I try to go with decent pace. Being 5'11" and 16st 5lb it takes a lot more effort to ride the same distance than a thin(-ner) person would. Maybe the estimates are wrong but it's a step in the right direction to getting it right.


----------



## Rollon (2 Aug 2011)

I went through a few weeks last year, when busy at work feeling drained most of the time. This was after a multi day high mileage backpacking trip.
Eventually I went to my GP and had a blood test. The result was that I had become anemic. A short course of Iron tablets and I was back feeling great and fit again.
Dave.


----------



## Arsen Gere (2 Aug 2011)

MattL,
Stick to your estimates, its a lot better than not having a clue. Anything that is going to provide motivation like these apps has to be good. Don't forget any type of interval training will cause you to burn calories after you stop riding too, sprinting between lamposts, up hills anything that you can measure, repeat and make fun, but only when you feel well enough to tackle it.

Have fun.


----------



## Glover Fan (2 Aug 2011)

Banjo got there before me, but how often are you riding?
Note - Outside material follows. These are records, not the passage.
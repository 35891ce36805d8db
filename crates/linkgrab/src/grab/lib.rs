//! Main entry point for the batch grabber
//!
//! This module provides the primary `BatchGrabber` interface that users
//! interact with. The call chain flows as follows:
//!
//! User Code
//! ↓
//! BatchGrabber (this file)
//! ↓
//! batch:: functions (batch.rs)
//! ↓
//! BrowserSession implementation (session/*)

use std::sync::Arc;

use tokio_util::sync::CancellationToken;

use crate::grab::{
    batch::{self, GrabMetrics},
    config::GrabConfig,
    core::{LinkOutcome, LinkReport, LinkTask, ProgressCallback, Result},
    session::BrowserSession,
};

/// Batch grabber owning one browser session for a whole run
///
/// The session is held exclusively for the grabber's lifetime and released
/// by [`BatchGrabber::close`]. Tasks are always processed sequentially; the
/// shared page makes interleaved navigation ambiguous, so there is no
/// concurrent mode.
pub struct BatchGrabber {
    session: Box<dyn BrowserSession>,
    config: GrabConfig,
    metrics: Arc<GrabMetrics>,
}

impl BatchGrabber {
    /// Create a grabber over an already-launched session
    pub fn new(session: Box<dyn BrowserSession>, config: GrabConfig) -> Self {
        Self {
            session,
            config,
            metrics: Arc::new(GrabMetrics::default()),
        }
    }

    /// Get access to built-in performance metrics
    pub fn metrics(&self) -> &GrabMetrics {
        &self.metrics
    }

    /// Process a single link through the full protocol
    pub async fn grab(
        &self,
        task: &LinkTask,
        progress_callback: Option<ProgressCallback>,
    ) -> LinkOutcome {
        batch::grab_link(
            self.session.as_ref(),
            task,
            1,
            &self.config,
            &self.metrics,
            progress_callback.as_ref(),
        )
        .await
    }

    /// Process every task in order, producing one report per task
    pub async fn grab_batch(
        &self,
        tasks: &[LinkTask],
        progress_callback: Option<ProgressCallback>,
    ) -> Vec<LinkReport> {
        batch::grab_batch(
            self.session.as_ref(),
            tasks,
            &self.config,
            &self.metrics,
            progress_callback,
            None,
        )
        .await
    }

    /// Like [`BatchGrabber::grab_batch`], but stops before the next task
    /// once `cancel` is triggered
    pub async fn grab_batch_with_cancel(
        &self,
        tasks: &[LinkTask],
        progress_callback: Option<ProgressCallback>,
        cancel: &CancellationToken,
    ) -> Vec<LinkReport> {
        batch::grab_batch(
            self.session.as_ref(),
            tasks,
            &self.config,
            &self.metrics,
            progress_callback,
            Some(cancel),
        )
        .await
    }

    /// Release the browser session
    pub async fn close(mut self) -> Result<()> {
        self.session.close().await
    }
}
If it is every day you are doing too much.


----------



## MattL (2 Aug 2011)

Glover Fan said:


> Banjo got there before me, but how often are you riding?
> 
> If it is every day you are doing too much.


Twice mid-week, doing a little under 30 miles and also once at the weekend doing up to around 40 miles.

I've started eating more which has helped but also making informed choices, which the food diary will help to do. I'm not silly enough to think everything will be to the nearest calorie but as long as I have a nutritional compass then it's keeping me going in the right direction.


----------



## tongskie01 (4 Aug 2011)

MattL said:


> Twice mid-week, doing a little under 30 miles and also once at the weekend doing up to around 40 miles.
> 
> I've started eating more which has helped but also making informed choices, which the food diary will help to do. I'm not silly enough to think everything will be to the nearest calorie but as long as I have a nutritional compass then it's keeping me going in the right direction.



you might be overdoing it. your body is telling you that it needs to recover. give it some time to rest and eat sensibly. bear in mind that exercising hard will lower down your resistance to infection. so a cold or viral, chest infection might occur..vitamins and minerals loss might be a factor too. so u need to replace that too.


----------



## VamP (4 Aug 2011)

amaferanga said:


> Doubt it. Are you averaging about 25mph? If not then I doubt you're burning 1800 kCal in 1h40min. If you continue assuming you're burning over 1000 kCal/hour then you'll soon be gaining weight.




+1

I tend to assume that I burn about 500 calories an hour, and thats at 20mph average, flatish roads, no drafting.


----------



## lulubel (4 Aug 2011)

People, stop telling him he's going to be overeating if he uses the figures from the site he's using. You're not helping.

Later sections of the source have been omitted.